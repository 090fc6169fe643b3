use std::fmt;
use std::path::PathBuf;

/// Service credential. Never rendered by `Debug`.
#[derive(Clone, Default, PartialEq, Eq)]
pub struct Credential(String);

impl Credential {
    pub fn new(value: impl Into<String>) -> Self {
        Self(value.into())
    }

    pub fn expose(&self) -> &str {
        &self.0
    }

    pub fn is_empty(&self) -> bool {
        self.0.trim().is_empty()
    }
}

impl fmt::Debug for Credential {
    fn fmt(&self, f: &mut fmt::Formatter<'_>) -> fmt::Result {
        if self.is_empty() {
            f.write_str("Credential(<unset>)")
        } else {
            f.write_str("Credential(<redacted>)")
        }
    }
}

/// Everything one run needs, fixed at startup.
#[derive(Debug, Clone)]
pub struct RunConfig {
    pub input: PathBuf,
    pub output: Option<PathBuf>,
    pub language_hint: String,
    pub credential: Credential,
    pub model: String,
    pub endpoint: String,
}

#[derive(Debug, Clone, PartialEq, Eq)]
pub struct PromptRequest {
    pub system_instruction: String,
    pub prompt: String,
}

/// Where the generated text ended up.
#[derive(Debug, Clone, PartialEq, Eq)]
pub enum Delivery {
    File(PathBuf),
    Stdout,
}
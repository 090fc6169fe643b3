pub mod providers;
pub mod types;
pub mod utils;

pub use providers::gemini::generate_text;
pub use types::{GenerateRequest, LLMClient};
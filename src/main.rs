use arduino_serial_mcp::config::ConfigLoader;
use arduino_serial_mcp::mcp::McpServer;
use arduino_serial_mcp::{
    logging, ConnectionRegistry, PortDirectory, RegistryConfig, SystemPortDirectory,
    SystemPortOpener, ToolDispatcher,
};
use clap::Parser;
use std::path::PathBuf;
use std::sync::Arc;
use tokio::signal;
use tracing::{info, warn};

// Command-line arguments
#[derive(Parser, Debug)]
#[command(
    version,
    about = "MCP server bridging LLM agents to Arduino boards over serial.",
    long_about = "Speaks MCP on stdin/stdout and exposes tools to list serial ports, connect to a board, read its recent output lines, send it commands and disconnect. Logs go to stderr."
)]
struct Args {
    /// Configuration file. Defaults to ARDUINO_MCP_CONFIG, ./arduino-mcp.toml, then the platform config dir.
    #[arg(short, long, value_name = "PATH")]
    config: Option<PathBuf>,

    /// Log filter, e.g. "debug" or "arduino_serial_mcp=trace". Overrides RUST_LOG and the config file.
    #[arg(short, long, value_name = "LEVEL")]
    log_level: Option<String>,

    /// Print the available serial ports as JSON and exit.
    #[arg(long)]
    list_ports: bool,
}

#[tokio::main]
async fn main() -> Result<(), Box<dyn std::error::Error>> {
    let args = Args::parse();

    let loader = match &args.config {
        Some(path) => ConfigLoader::load_from(path)?,
        None => ConfigLoader::load()?,
    };
    logging::init_tracing(&loader.config().logging, args.log_level.as_deref())?;
    if let Some(path) = &loader.config_path {
        info!(path = %path.display(), "loaded configuration");
    }
    let config = loader.into_config();

    let directory: Arc<dyn PortDirectory> = Arc::new(SystemPortDirectory);
    if args.list_ports {
        let ports = directory.list()?;
        println!("{}", serde_json::to_string_pretty(&ports)?);
        return Ok(());
    }

    let registry = Arc::new(ConnectionRegistry::new(
        Arc::new(SystemPortOpener),
        RegistryConfig::from(&config),
    ));
    let server = McpServer::new(ToolDispatcher::new(Arc::clone(&registry), directory));

    info!(version = env!("CARGO_PKG_VERSION"), "Arduino serial MCP server ready on stdio");

    tokio::select! {
        result = server.serve_stdio() => result?,
        _ = shutdown_signal() => {},
    }

    // Joining reader threads blocks, so release off the async workers.
    let closed = tokio::task::spawn_blocking(move || registry.disconnect_all()).await?;
    info!(closed, "shut down");
    Ok(())
}

// --- Graceful Shutdown Handler ---
async fn shutdown_signal() {
    let ctrl_c = async {
        if let Err(e) = signal::ctrl_c().await {
            warn!("failed to install Ctrl+C handler: {e}");
            std::future::pending::<()>().await;
        }
    };

    #[cfg(unix)]
    let terminate = async {
        match signal::unix::signal(signal::unix::SignalKind::terminate()) {
            Ok(mut stream) => {
                stream.recv().await;
            }
            Err(e) => {
                warn!("failed to install SIGTERM handler: {e}");
                std::future::pending::<()>().await;
            }
        }
    };

    #[cfg(not(unix))]
    let terminate = std::future::pending::<()>();

    tokio::select! {
        _ = ctrl_c => {},
        _ = terminate => {},
    }

    info!("signal received, starting graceful shutdown");
}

####################

= WORK INSTRUCTION =
Exactly as written, reproduce the whole listing.

= FINAL ANSWER =
repository 090fc6169fe643b3
use std::fmt;
use std::path::PathBuf;

/// Service credential. Never rendered by `Debug`.
#[derive(Clone, Default, PartialEq, Eq)]
pub struct Credential(String);

impl Credential {
    pub fn new(value: impl Into<String>) -> Self {
        Self(value.into())
    }

    pub fn expose(&self) -> &str {
        &self.0
    }

    pub fn is_empty(&self) -> bool {
        self.0.trim().is_empty()
    }
}

impl fmt::Debug for Credential {
    fn fmt(&self, f: &mut fmt::Formatter<'_>) -> fmt::Result {
        if self.is_empty() {
            f.write_str("Credential(<unset>)")
        } else {
            f.write_str("Credential(<redacted>)")
        }
    }
}

/// Everything one run needs, fixed at startup.
#[derive(Debug, Clone)]
pub struct RunConfig {
    pub input: PathBuf,
    pub output: Option<PathBuf>,
    pub language_hint: String,
    pub credential: Credential,
    pub model: String,
    pub endpoint: String,
}

#[derive(Debug, Clone, PartialEq, Eq)]
pub struct PromptRequest {
    pub system_instruction: String,
    pub prompt: String,
}

/// Where the generated text ended up.
#[derive(Debug, Clone, PartialEq, Eq)]
pub enum Delivery {
    File(PathBuf),
    Stdout,
}
repository 090fc6169fe643b3
pub mod providers;
pub mod types;
pub mod utils;

pub use providers::gemini::generate_text;
pub use types::{GenerateRequest, LLMClient};
filename src/main.rs
use arduino_serial_mcp::config::ConfigLoader;
use arduino_serial_mcp::mcp::McpServer;
use arduino_serial_mcp::{
    logging, ConnectionRegistry, PortDirectory, RegistryConfig, SystemPortDirectory,
    SystemPortOpener, ToolDispatcher,
};
use clap::Parser;
use std::path::PathBuf;
use std::sync::Arc;
use tokio::signal;
use tracing::{info, warn};

// Command-line arguments
#[derive(Parser, Debug)]
#[command(
    version,
    about = "MCP server bridging LLM agents to Arduino boards over serial.",
    long_about = "Speaks MCP on stdin/stdout and exposes tools to list serial ports, connect to a board, read its recent output lines, send it commands and disconnect. Logs go to stderr."
)]
struct Args {
    /// Configuration file. Defaults to ARDUINO_MCP_CONFIG, ./arduino-mcp.toml, then the platform config dir.
    #[arg(short, long, value_name = "PATH")]
    config: Option<PathBuf>,

    /// Log filter, e.g. "debug" or "arduino_serial_mcp=trace". Overrides RUST_LOG and the config file.
    #[arg(short, long, value_name = "LEVEL")]
    log_level: Option<String>,

    /// Print the available serial ports as JSON and exit.
    #[arg(long)]
    list_ports: bool,
}

#[tokio::main]
async fn main() -> Result<(), Box<dyn std::error::Error>> {
    let args = Args::parse();

    let loader = match &args.config {
        Some(path) => ConfigLoader::load_from(path)?,
        None => ConfigLoader::load()?,
    };
    logging::init_tracing(&loader.config().logging, args.log_level.as_deref())?;
    if let Some(path) = &loader.config_path {
        info!(path = %path.display(), "loaded configuration");
    }
    let config = loader.into_config();

    let directory: Arc<dyn PortDirectory> = Arc::new(SystemPortDirectory);
    if args.list_ports {
        let ports = directory.list()?;
        println!("{}", serde_json::to_string_pretty(&ports)?);
        return Ok(());
    }

    let registry = Arc::new(ConnectionRegistry::new(
        Arc::new(SystemPortOpener),
        RegistryConfig::from(&config),
    ));
    let server = McpServer::new(ToolDispatcher::new(Arc::clone(&registry), directory));

    info!(version = env!("CARGO_PKG_VERSION"), "Arduino serial MCP server ready on stdio");

    tokio::select! {
        result = server.serve_stdio() => result?,
        _ = shutdown_signal() => {},
    }

    // Joining reader threads blocks, so release off the async workers.
    let closed = tokio::task::spawn_blocking(move || registry.disconnect_all()).await?;
    info!(closed, "shut down");
    Ok(())
}

// --- Graceful Shutdown Handler ---
async fn shutdown_signal() {
    let ctrl_c = async {
        if let Err(e) = signal::ctrl_c().await {
            warn!("failed to install Ctrl+C handler: {e}");
            std::future::pending::<()>().await;
        }
    };

    #[cfg(unix)]
    let terminate = async {
        match signal::unix::signal(signal::unix::SignalKind::terminate()) {
            Ok(mut stream) => {
                stream.recv().await;
            }
            Err(e) => {
                warn!("failed to install SIGTERM handler: {e}");
                std::future::pending::<()>().await;
            }
        }
    };

    #[cfg(not(unix))]
    let terminate = std::future::pending::<()>();

    tokio::select! {
        _ = ctrl_c => {},
        _ = terminate => {},
    }

    info!("signal received, starting graceful shutdown");
}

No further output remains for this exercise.